DCSIMG

Transport plan ‘vital’ to future of harbour

S02714H12 New bus links and a new access road could ease congestion on the A259

S02714H12 New bus links and a new access road could ease congestion on the A259

PEOPLE in Shoreham and Southwick will soon get the chance to have their say on the future of Shoreham Harbour.

Adur Council’s planning committee gave broad support on Monday to the draft Joint Area Action Plan for the regeneration of Shoreham Harbour.

The next day, the Adur cabinet approved the document for a ten-week period of public consultation, from February 17 to April 25.

James Appleton, executive head of planning, said much of the Western Harbour Arm development brief had come forward into the Joint Area Action Plan, a wider area which extended into Brighton.

Brighton and Hove City Council approved the draft plan, which covers the period up to 2031, in principle last week.

Mr Appleton said the focus was on residential-led development, while looking at introducing new employment, with some retail and office use.

He pointed out the height of buildings had been an issue in the past, so four to six storeys was the criteria set down. Any developers wanting to go beyond that would need design justification.
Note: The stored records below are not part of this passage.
//! Background association worker.
//!
//! CONNECT is acknowledged immediately, but joining the console's network
//! takes seconds.  The worker runs that handshake on its own thread and
//! reports back over a channel the event loop drains once per iteration:
//!
//! ```text
//! Broker::handle_frame(CONNECT)
//!   └─ AssociationWorker::spawn(request)  -> AssociationHandle { attempt, cancel }
//!        thread: [link lock] associate -> configure_network -> AssociationOutcome
//! EventLoop::run_once
//!   └─ Broker::poll_association()  -> Connecting becomes Bound or Idle
//! ```
//!
//! Every hand-off gets a fresh attempt id.  Cancelling an attempt (UNBIND,
//! QUIT, or a newer CONNECT) sets its flag; the worker checks it between
//! steps, and the broker ignores any outcome whose id is not the current one.
//!
//! # One association at a time
//!
//! Workers hold a shared link lock for their whole sequence.  A superseded
//! worker that already associated drops its link while still holding the
//! lock, so the newer attempt only starts once the interface is released and
//! can never have its link torn down by an older one.
//!
//! # Shutdown
//!
//! [`AssociationWorker::cancel_and_join`] cancels every running thread and
//! waits for it, so no worker touches the Wi-Fi capability after cleanup.

use std::net::IpAddr;
use std::sync::{
    atomic::{AtomicBool, Ordering},
    Arc, Mutex, PoisonError,
};
use std::thread::JoinHandle;

use pipe_core::ConnectRequest;
use tokio::sync::mpsc;
use tracing::{debug, info, warn};
use uuid::Uuid;

use crate::application::wifi::{WifiCapability, WifiError};

/// Result of one association attempt, sent from the worker to the loop.
#[derive(Debug)]
pub struct AssociationOutcome {
    /// Which attempt this outcome belongs to.
    pub attempt: Uuid,
    /// The address obtained on success (if the capability reports one).
    pub result: Result<Option<IpAddr>, WifiError>,
}

/// Owner-side handle for one in-flight attempt.
#[derive(Debug, Clone)]
pub struct AssociationHandle {
    attempt: Uuid,
    cancel: Arc<AtomicBool>,
}

impl AssociationHandle {
    pub fn attempt(&self) -> Uuid {
        self.attempt
    }

    /// Asks the worker to stop at its next checkpoint.
    pub fn cancel(&self) {
        self.cancel.store(true, Ordering::Relaxed);
    }

    pub fn is_cancelled(&self) -> bool {
        self.cancel.load(Ordering::Relaxed)
    }
}

struct RunningAttempt {
    handle: AssociationHandle,
    thread: JoinHandle<()>,
}

/// Spawns association attempts against a shared Wi-Fi capability.
pub struct AssociationWorker {
    wifi: Arc<dyn WifiCapability>,
    tx: mpsc::UnboundedSender<AssociationOutcome>,
    link: Arc<Mutex<()>>,
    running: Vec<RunningAttempt>,
}

impl AssociationWorker {
    /// Creates a worker and the receiver its outcomes arrive on.
    ///
    /// The channel is unbounded so a worker never blocks on reporting while
    /// its owner is waiting in [`cancel_and_join`](Self::cancel_and_join).
    pub fn new(
        wifi: Arc<dyn WifiCapability>,
    ) -> (Self, mpsc::UnboundedReceiver<AssociationOutcome>) {
        let (tx, rx) = mpsc::unbounded_channel();
        let worker = Self {
            wifi,
            tx,
            link: Arc::new(Mutex::new(())),
            running: Vec::new(),
        };
        (worker, rx)
    }

    /// Starts associating with `request` on a background thread.
    ///
    /// # Errors
    ///
    /// Returns the OS error if the thread cannot be spawned.
    pub fn spawn(&mut self, request: ConnectRequest) -> std::io::Result<AssociationHandle> {
        self.reap_finished();

        let handle = AssociationHandle {
            attempt: Uuid::new_v4(),
            cancel: Arc::new(AtomicBool::new(false)),
        };
        let attempt = handle.attempt;

        let wifi = Arc::clone(&self.wifi);
        let tx = self.tx.clone();
        let link = Arc::clone(&self.link);
        let cancel = Arc::clone(&handle.cancel);

        let thread = std::thread::Builder::new()
            .name("pipe-associate".to_string())
            .spawn(move || {
                let result = {
                    let _link = link.lock().unwrap_or_else(PoisonError::into_inner);
                    run_association(wifi.as_ref(), &request, &cancel)
                };
                match &result {
                    Ok(addr) => info!(%attempt, ssid = %request.ssid, ?addr, "association complete"),
                    Err(WifiError::Cancelled) => debug!(%attempt, "association cancelled"),
                    Err(e) => warn!(%attempt, ssid = %request.ssid, "association failed: {e}"),
                }
                if tx.send(AssociationOutcome { attempt, result }).is_err() {
                    // Receiver dropped – the broker has already shut down.
                    debug!(%attempt, "association outcome dropped");
                }
            })?;

        self.running.push(RunningAttempt {
            handle: handle.clone(),
            thread,
        });
        Ok(handle)
    }

    /// Number of worker threads that have not been joined yet.
    pub fn running(&self) -> usize {
        self.running.len()
    }

    /// Cancels every running attempt and waits for its thread to exit.
    pub fn cancel_and_join(&mut self) {
        for running in &self.running {
            running.handle.cancel();
        }
        for running in self.running.drain(..) {
            let attempt = running.handle.attempt;
            if running.thread.join().is_err() {
                warn!(%attempt, "association worker panicked");
            } else {
                debug!(%attempt, "association worker joined");
            }
        }
    }

    fn reap_finished(&mut self) {
        let (finished, running): (Vec<_>, Vec<_>) = std::mem::take(&mut self.running)
            .into_iter()
            .partition(|r| r.thread.is_finished());
        self.running = running;
        for done in finished {
            if done.thread.join().is_err() {
                warn!(attempt = %done.handle.attempt, "association worker panicked");
            }
        }
    }
}

impl Drop for AssociationWorker {
    fn drop(&mut self) {
        self.cancel_and_join();
    }
}

/// The blocking association sequence executed on the worker thread.
///
/// Callers hold the link lock, so a cancelled attempt that already
/// associated can only be dropping its own link here.
fn run_association(
    wifi: &dyn WifiCapability,
    request: &ConnectRequest,
    cancel: &AtomicBool,
) -> Result<Option<IpAddr>, WifiError> {
    if request.ssid.is_empty() {
        return Err(WifiError::NoTarget);
    }
    checkpoint(cancel)?;

    debug!(ssid = %request.ssid, bssid = %request.bssid, "associating");
    wifi.associate(request)?;

    if cancel.load(Ordering::Relaxed) {
        return drop_link(wifi);
    }

    wifi.configure_network()?;
    if cancel.load(Ordering::Relaxed) {
        return drop_link(wifi);
    }

    Ok(wifi.current_ip_address())
}

/// Takes down a link that came up after the owner gave up on it.
fn drop_link(wifi: &dyn WifiCapability) -> Result<Option<IpAddr>, WifiError> {
    if let Err(e) = wifi.disassociate() {
        warn!("failed to drop link after cancellation: {e}");
    }
    Err(WifiError::Cancelled)
}

fn checkpoint(cancel: &AtomicBool) -> Result<(), WifiError> {
    if cancel.load(Ordering::Relaxed) {
        Err(WifiError::Cancelled)
    } else {
        Ok(())
    }
}

// ── Tests ─────────────────────────────────────────────────────────────────────

#[cfg(test)]
mod tests {
    use super::*;
    use crate::infrastructure::wifi::mock::{MockWifi, WifiCall};
    use pipe_core::{Bssid, Psk};
    use std::sync::Barrier;
    use std::time::Duration;

    fn request(ssid: &str) -> ConnectRequest {
        ConnectRequest {
            ssid: ssid.to_string(),
            bssid: Bssid([1, 2, 3, 4, 5, 6]),
            psk: Psk([9; 32]),
        }
    }

    fn recv_outcome(rx: &mut mpsc::UnboundedReceiver<AssociationOutcome>) -> AssociationOutcome {
        rx.blocking_recv().expect("worker must report an outcome")
    }

    #[test]
    fn test_successful_attempt_reports_address() {
        // Arrange
        let wifi = Arc::new(MockWifi::new());
        let (mut worker, mut rx) = AssociationWorker::new(wifi.clone());

        // Act
        let handle = worker.spawn(request("WiiU-test")).unwrap();
        let outcome = recv_outcome(&mut rx);

        // Assert
        assert_eq!(outcome.attempt, handle.attempt());
        assert!(outcome.result.unwrap().is_some());
        assert_eq!(
            wifi.calls(),
            vec![
                WifiCall::Associate(request("WiiU-test")),
                WifiCall::ConfigureNetwork
            ]
        );
    }

    #[test]
    fn test_empty_ssid_fails_without_touching_wifi() {
        let wifi = Arc::new(MockWifi::new());
        let (mut worker, mut rx) = AssociationWorker::new(wifi.clone());

        worker.spawn(request("")).unwrap();
        let outcome = recv_outcome(&mut rx);

        assert!(matches!(outcome.result, Err(WifiError::NoTarget)));
        assert!(wifi.calls().is_empty());
    }

    #[test]
    fn test_association_failure_is_reported() {
        let wifi = Arc::new(MockWifi::new().failing_association());
        let (mut worker, mut rx) = AssociationWorker::new(wifi);

        worker.spawn(request("WiiU-test")).unwrap();
        let outcome = recv_outcome(&mut rx);

        assert!(matches!(
            outcome.result,
            Err(WifiError::AssociationFailed { .. })
        ));
    }

    #[test]
    fn test_cancel_during_association_drops_the_link() {
        // Arrange: the gate holds `associate` open until the cancel is in.
        let gate = Arc::new(Barrier::new(2));
        let wifi = Arc::new(MockWifi::new().with_association_gate(gate.clone()));
        let (mut worker, mut rx) = AssociationWorker::new(wifi.clone());

        // Act
        let handle = worker.spawn(request("WiiU-test")).unwrap();
        gate.wait();
        handle.cancel();
        gate.wait();
        let outcome = recv_outcome(&mut rx);

        // Assert
        assert!(matches!(outcome.result, Err(WifiError::Cancelled)));
        assert!(!wifi.is_connected());
        assert_eq!(
            wifi.calls(),
            vec![
                WifiCall::Associate(request("WiiU-test")),
                WifiCall::Disassociate
            ]
        );
    }

    #[test]
    fn test_each_spawn_gets_a_fresh_attempt_id() {
        let wifi = Arc::new(MockWifi::new());
        let (mut worker, mut rx) = AssociationWorker::new(wifi);

        let a = worker.spawn(request("WiiU-a")).unwrap();
        let b = worker.spawn(request("WiiU-b")).unwrap();
        let _ = recv_outcome(&mut rx);
        let _ = recv_outcome(&mut rx);

        assert_ne!(a.attempt(), b.attempt());
    }

    #[test]
    fn test_superseded_attempt_does_not_drop_the_newer_link() {
        // Arrange
        let wifi = Arc::new(
            MockWifi::new()
                .with_ssid_delay("WiiU-slow", Duration::from_millis(300))
                .with_ssid_delay("WiiU-fast", Duration::from_millis(10)),
        );
        let (mut worker, mut rx) = AssociationWorker::new(wifi.clone());

        // Act: the newer attempt arrives while the older one is associating.
        let slow = worker.spawn(request("WiiU-slow")).unwrap();
        std::thread::sleep(Duration::from_millis(20));
        slow.cancel();
        let fast = worker.spawn(request("WiiU-fast")).unwrap();
        let first = recv_outcome(&mut rx);
        let second = recv_outcome(&mut rx);
        std::thread::sleep(Duration::from_millis(100));

        // Assert
        assert_eq!(first.attempt, slow.attempt());
        assert!(matches!(first.result, Err(WifiError::Cancelled)));
        assert_eq!(second.attempt, fast.attempt());
        assert!(second.result.unwrap().is_some());
        assert!(wifi.is_connected());
        assert_eq!(wifi.peak_concurrent_associations(), 1);
        assert_eq!(
            wifi.calls().last(),
            Some(&WifiCall::ConfigureNetwork),
            "nothing may follow the newer attempt's setup"
        );
    }

    #[test]
    fn test_cancel_and_join_waits_for_in_flight_worker() {
        // Arrange
        let wifi = Arc::new(MockWifi::new().with_association_delay(Duration::from_millis(200)));
        let (mut worker, _rx) = AssociationWorker::new(wifi.clone());
        worker.spawn(request("WiiU-test")).unwrap();
        std::thread::sleep(Duration::from_millis(20));

        // Act
        worker.cancel_and_join();
        let calls_after_join = wifi.calls();
        std::thread::sleep(Duration::from_millis(300));

        // Assert
        assert_eq!(worker.running(), 0);
        assert_eq!(
            calls_after_join,
            vec![
                WifiCall::Associate(request("WiiU-test")),
                WifiCall::Disassociate
            ]
        );
        assert_eq!(wifi.calls(), calls_after_join, "no calls after join");
        assert!(!wifi.is_connected());
    }

    #[test]
    fn test_finished_workers_are_reaped_on_next_spawn() {
        let wifi = Arc::new(MockWifi::new());
        let (mut worker, mut rx) = AssociationWorker::new(wifi);

        worker.spawn(request("WiiU-a")).unwrap();
        let _ = recv_outcome(&mut rx);
        std::thread::sleep(Duration::from_millis(50));
        worker.spawn(request("WiiU-b")).unwrap();

        assert_eq!(worker.running(), 1);
        worker.cancel_and_join();
    }
}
Transport was a major consideration, including a strategy to run a new access road parallel to a new cycle path. ‘Soft’ measures were planned, to encourage people to use the new path to access the railway station and bus routes.

Mr Appleton said a new transport strategy was emerging from West Sussex County Council, suggests improvements at pinch points, such as Norfolk Bridge, and links between the A259 and A27, improving access as developments went forward.

Planning committee chairman Brian Boggis said: “A key element of this is going to be the transport report. Nothing will work unless we have the correct transport connections.”

He specifically requested a presentation on the transport strategy for committee members as a proviso to their agreement.

Flooding was also mentioned, with Sussex Yacht Club highlighted by Mr Boggis as a weak point in the flood defence wall.

Mr Appleton said the Morrisons development in Brighton Road, Shoreham, would be the start of flood defence works at the western end of the Western Harbour Arm.

“Tidal surges over the last three months have highlighted that the yacht club is a weak point and there were ongoing discussions on how to deal with that,” he added.

Cllr Ben Stride said he liked the riverside walk and cycle way, but raised concerns the hopes for a ‘more harmonious’ development would be diluted over the years because of so many different developers.

“It will be a piecemeal development but it needs some overaching view,” he added. “It will take 30 years to get done.”

Mr Appleton said the streetscape guidance would help, so it might not be all the same, but would be from the same palette.

The intention was to follow hard on the heels of the Adur Local Plan in order to provide a ‘robust’ framework for future developments, he added.

Cllr David Donaldson said: “All the feedback I am getting from my residents in Eastbrook is ‘get on with it’, particularly the cycle path.”

Cllr Emma Evans suggested it was an opportunity to look at improving on existing bus routes, for example in Fishersgate, where residents had lost route 57. Improved connections from north to south were also needed.

Mr Appleton said they were looking at creating an access down from the A259 to the river front and back up again, with the hope buses would serve the new developments.